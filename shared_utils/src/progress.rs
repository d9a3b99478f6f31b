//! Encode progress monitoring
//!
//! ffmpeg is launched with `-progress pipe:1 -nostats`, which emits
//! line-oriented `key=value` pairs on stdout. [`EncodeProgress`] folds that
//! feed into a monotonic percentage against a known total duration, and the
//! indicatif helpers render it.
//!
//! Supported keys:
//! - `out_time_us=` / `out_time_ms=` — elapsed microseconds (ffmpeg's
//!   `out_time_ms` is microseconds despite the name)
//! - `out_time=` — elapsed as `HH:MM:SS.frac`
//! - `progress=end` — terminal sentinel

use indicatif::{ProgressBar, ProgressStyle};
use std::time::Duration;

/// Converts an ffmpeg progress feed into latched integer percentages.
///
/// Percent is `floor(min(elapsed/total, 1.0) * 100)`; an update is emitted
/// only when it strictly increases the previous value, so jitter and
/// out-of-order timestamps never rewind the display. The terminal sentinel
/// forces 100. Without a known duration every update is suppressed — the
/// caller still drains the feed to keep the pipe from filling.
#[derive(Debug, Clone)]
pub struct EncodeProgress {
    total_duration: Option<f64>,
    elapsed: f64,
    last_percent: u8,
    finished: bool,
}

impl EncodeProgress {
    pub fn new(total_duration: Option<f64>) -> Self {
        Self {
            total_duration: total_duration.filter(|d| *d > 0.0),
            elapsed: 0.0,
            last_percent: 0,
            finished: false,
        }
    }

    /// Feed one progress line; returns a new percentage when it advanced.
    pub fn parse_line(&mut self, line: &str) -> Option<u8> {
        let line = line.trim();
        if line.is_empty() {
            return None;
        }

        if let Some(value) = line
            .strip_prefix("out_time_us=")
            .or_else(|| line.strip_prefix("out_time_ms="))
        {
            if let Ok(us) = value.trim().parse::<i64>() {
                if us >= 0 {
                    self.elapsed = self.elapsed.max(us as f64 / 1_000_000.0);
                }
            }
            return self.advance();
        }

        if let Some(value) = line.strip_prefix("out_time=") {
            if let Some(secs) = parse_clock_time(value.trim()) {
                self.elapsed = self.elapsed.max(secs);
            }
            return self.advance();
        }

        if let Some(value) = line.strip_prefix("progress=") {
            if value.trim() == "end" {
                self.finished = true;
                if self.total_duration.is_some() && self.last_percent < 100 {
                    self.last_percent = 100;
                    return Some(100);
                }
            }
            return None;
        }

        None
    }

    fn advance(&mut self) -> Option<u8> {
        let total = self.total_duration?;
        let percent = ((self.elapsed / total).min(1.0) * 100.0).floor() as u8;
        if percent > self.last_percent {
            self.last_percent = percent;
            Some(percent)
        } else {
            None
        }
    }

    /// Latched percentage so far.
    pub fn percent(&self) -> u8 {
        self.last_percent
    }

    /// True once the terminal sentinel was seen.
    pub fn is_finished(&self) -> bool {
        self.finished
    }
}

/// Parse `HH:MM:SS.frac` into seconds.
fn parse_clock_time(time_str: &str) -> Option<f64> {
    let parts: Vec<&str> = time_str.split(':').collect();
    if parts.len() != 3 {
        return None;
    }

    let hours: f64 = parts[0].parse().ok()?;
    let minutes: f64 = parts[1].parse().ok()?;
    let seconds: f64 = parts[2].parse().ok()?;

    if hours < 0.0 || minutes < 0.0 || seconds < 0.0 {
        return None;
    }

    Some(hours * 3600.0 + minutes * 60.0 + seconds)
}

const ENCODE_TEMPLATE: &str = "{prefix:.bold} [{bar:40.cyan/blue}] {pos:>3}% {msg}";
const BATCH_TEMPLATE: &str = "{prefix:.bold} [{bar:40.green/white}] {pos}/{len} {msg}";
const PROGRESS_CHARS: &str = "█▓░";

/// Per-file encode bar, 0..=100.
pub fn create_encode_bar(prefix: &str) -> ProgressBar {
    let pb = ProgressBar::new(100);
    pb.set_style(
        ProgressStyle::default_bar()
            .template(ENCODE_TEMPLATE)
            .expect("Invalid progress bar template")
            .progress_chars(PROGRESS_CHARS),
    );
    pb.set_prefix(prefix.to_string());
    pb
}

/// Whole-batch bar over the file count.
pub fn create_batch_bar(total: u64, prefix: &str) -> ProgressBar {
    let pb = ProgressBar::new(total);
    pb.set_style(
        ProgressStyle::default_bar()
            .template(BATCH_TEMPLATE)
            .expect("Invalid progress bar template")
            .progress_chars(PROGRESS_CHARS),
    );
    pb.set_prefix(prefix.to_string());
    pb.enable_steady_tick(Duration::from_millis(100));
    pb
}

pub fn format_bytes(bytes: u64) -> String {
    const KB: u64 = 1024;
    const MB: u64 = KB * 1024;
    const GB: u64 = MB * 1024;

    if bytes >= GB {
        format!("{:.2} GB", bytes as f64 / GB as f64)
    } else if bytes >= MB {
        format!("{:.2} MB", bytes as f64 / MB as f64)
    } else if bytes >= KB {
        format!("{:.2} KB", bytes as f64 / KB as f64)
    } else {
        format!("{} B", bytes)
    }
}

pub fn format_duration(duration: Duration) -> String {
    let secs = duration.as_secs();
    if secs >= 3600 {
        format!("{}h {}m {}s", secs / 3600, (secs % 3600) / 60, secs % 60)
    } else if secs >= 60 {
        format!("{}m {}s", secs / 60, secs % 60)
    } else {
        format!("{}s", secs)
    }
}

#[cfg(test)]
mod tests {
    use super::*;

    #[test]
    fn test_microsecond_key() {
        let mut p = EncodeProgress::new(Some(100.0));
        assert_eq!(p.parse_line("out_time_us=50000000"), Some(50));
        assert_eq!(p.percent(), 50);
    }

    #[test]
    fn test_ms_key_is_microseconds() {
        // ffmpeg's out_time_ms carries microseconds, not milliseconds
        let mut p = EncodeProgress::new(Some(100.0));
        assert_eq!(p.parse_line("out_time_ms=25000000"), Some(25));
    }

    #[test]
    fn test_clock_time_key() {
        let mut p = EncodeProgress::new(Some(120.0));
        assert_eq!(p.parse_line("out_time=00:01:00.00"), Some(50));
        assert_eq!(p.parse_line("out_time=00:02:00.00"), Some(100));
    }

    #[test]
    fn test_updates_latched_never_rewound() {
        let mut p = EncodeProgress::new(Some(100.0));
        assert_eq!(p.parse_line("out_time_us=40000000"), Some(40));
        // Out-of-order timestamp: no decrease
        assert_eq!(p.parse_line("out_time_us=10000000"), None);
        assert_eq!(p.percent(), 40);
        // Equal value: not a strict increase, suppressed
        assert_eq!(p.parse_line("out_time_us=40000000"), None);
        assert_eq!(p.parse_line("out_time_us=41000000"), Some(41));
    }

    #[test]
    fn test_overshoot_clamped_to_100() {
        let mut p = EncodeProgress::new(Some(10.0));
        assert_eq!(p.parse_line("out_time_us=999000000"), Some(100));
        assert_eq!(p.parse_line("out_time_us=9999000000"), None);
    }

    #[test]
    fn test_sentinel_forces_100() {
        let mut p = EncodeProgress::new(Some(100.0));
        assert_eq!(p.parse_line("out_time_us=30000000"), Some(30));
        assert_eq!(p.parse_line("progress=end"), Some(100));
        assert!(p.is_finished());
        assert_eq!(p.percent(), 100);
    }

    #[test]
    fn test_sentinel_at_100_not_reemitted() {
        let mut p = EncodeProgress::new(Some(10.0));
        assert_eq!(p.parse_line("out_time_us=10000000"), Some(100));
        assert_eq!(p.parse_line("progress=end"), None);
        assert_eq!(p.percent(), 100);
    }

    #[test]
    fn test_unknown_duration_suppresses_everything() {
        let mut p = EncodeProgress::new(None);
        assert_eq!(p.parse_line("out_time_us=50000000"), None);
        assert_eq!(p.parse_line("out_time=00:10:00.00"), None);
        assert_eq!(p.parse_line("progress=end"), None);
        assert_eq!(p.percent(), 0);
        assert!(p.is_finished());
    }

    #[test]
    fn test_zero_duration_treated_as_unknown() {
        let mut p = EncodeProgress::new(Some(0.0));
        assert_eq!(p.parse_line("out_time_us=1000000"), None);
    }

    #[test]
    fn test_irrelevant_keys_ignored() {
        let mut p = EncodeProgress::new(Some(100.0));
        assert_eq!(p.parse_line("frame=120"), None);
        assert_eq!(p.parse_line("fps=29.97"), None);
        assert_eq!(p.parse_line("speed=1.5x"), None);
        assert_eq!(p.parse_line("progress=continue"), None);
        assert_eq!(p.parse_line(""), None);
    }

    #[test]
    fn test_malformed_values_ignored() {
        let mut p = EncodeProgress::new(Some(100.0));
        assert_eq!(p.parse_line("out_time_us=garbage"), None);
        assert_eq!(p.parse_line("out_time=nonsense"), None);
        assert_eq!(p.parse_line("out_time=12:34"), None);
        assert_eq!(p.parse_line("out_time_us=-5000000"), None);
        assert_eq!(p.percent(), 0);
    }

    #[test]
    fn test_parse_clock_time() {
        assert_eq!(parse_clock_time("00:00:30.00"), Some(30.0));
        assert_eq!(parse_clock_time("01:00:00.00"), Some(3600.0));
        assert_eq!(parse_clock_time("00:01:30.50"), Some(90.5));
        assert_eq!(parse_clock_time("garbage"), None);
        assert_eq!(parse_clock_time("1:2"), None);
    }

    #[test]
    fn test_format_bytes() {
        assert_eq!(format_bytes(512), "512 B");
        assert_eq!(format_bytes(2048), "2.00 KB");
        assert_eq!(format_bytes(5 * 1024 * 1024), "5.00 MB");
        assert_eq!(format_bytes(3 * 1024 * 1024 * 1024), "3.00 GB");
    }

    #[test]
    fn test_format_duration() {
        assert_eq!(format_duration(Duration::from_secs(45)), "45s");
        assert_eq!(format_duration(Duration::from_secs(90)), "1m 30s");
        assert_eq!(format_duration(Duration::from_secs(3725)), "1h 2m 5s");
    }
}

■ ■ ■ ■ ■

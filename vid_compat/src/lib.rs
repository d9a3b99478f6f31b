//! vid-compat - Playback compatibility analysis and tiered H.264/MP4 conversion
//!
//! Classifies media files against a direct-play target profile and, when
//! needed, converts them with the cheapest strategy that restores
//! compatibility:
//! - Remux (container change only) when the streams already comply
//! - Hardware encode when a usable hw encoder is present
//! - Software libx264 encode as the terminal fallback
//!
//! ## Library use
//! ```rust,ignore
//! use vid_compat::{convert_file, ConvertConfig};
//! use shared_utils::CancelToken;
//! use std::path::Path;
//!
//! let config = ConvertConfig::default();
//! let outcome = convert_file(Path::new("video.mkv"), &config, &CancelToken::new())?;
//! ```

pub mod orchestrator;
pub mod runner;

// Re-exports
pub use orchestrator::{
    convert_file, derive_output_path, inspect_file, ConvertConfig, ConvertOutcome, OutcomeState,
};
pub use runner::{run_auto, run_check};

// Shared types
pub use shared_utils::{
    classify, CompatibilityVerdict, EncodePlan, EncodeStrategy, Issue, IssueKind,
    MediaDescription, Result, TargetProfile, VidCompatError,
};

■ ■ ■ ■ ■

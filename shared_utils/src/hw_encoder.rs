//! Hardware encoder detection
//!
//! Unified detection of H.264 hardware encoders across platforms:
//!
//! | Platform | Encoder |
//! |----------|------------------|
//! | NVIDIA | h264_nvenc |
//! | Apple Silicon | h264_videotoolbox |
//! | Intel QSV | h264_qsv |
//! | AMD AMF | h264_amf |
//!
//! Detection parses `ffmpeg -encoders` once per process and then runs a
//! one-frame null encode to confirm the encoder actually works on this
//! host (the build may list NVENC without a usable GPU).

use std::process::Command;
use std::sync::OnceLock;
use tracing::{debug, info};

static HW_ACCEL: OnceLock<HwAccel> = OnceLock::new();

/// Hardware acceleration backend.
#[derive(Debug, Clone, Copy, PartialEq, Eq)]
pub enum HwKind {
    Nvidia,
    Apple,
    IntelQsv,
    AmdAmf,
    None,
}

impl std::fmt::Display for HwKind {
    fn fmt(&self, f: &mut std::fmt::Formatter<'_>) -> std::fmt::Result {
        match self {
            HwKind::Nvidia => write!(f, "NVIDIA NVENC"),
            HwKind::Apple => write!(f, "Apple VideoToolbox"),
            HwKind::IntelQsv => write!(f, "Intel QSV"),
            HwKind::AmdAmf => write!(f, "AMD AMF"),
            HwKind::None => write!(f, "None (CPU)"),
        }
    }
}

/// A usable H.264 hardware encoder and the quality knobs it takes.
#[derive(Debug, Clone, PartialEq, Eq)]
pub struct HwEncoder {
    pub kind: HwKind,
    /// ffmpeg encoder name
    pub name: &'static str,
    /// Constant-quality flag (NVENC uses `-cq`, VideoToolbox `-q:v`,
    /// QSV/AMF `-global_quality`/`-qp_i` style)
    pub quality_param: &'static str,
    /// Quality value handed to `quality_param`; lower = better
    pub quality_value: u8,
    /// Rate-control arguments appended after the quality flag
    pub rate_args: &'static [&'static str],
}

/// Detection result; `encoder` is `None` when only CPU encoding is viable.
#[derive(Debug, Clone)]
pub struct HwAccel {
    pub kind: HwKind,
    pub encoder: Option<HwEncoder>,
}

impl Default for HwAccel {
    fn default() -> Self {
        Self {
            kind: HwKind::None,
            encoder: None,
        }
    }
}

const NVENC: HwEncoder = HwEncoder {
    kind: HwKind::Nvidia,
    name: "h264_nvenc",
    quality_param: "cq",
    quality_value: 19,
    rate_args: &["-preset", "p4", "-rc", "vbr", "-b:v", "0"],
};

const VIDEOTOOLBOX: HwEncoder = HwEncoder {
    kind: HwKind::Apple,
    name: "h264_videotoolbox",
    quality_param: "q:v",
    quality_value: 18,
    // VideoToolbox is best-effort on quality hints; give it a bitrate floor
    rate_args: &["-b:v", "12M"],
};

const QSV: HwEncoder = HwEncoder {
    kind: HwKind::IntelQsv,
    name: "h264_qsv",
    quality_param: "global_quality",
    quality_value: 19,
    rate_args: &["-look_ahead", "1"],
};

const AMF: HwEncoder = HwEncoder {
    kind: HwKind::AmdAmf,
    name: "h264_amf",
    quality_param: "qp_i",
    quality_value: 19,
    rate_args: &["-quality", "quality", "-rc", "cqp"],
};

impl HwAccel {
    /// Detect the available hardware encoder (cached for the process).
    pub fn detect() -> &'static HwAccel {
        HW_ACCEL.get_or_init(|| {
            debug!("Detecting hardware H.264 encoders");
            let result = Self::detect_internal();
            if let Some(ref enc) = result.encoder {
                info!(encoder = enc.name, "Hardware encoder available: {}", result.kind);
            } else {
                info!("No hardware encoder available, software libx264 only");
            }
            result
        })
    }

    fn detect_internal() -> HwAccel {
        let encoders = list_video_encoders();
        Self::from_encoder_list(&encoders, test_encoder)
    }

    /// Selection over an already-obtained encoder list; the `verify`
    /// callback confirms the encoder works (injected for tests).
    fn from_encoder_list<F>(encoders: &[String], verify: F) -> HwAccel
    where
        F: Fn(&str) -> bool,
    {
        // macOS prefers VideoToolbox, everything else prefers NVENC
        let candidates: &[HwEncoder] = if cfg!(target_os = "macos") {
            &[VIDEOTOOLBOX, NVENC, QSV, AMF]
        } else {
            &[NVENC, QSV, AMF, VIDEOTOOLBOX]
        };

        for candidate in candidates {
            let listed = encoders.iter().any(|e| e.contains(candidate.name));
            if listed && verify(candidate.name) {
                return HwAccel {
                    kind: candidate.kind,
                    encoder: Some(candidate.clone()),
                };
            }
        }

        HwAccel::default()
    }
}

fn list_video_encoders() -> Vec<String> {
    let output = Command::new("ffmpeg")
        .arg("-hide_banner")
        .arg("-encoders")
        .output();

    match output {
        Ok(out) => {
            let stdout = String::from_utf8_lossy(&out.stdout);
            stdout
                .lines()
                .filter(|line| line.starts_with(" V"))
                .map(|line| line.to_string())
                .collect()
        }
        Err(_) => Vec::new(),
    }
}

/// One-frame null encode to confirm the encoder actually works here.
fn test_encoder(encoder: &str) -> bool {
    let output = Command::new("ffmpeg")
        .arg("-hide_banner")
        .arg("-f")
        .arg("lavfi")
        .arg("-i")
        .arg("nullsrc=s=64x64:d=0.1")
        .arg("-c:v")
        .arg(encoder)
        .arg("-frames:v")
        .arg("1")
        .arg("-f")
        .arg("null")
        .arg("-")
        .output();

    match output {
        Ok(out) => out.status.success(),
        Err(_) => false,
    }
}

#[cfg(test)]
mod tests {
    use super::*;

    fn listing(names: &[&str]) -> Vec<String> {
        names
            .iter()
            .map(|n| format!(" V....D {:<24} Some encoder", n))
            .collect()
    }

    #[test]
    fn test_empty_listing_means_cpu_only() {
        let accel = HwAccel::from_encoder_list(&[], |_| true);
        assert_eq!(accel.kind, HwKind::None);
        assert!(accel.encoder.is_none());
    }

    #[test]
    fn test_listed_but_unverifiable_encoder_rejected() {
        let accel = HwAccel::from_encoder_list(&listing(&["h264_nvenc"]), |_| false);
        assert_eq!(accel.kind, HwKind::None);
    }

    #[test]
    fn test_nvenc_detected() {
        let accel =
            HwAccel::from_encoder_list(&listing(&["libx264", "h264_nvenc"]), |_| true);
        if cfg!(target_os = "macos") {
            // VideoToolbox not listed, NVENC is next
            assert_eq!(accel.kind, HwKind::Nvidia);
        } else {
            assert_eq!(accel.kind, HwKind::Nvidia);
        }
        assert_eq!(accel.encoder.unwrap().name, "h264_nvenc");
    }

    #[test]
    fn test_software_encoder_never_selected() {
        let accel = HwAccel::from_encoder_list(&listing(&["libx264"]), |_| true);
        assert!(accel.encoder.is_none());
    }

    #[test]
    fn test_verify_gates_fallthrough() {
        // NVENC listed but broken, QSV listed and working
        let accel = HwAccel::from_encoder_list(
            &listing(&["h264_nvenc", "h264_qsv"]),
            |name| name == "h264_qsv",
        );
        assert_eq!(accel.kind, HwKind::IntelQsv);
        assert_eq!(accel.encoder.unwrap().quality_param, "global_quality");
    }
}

■ ■ ■ ■ ■

### What is expected:
Scan the material above for the word "candidates", and copy every line in which it is found.

### Solution to the problem:
        let candidates: &[HwEncoder] = if cfg!(target_os = "macos") {
        for candidate in candidates {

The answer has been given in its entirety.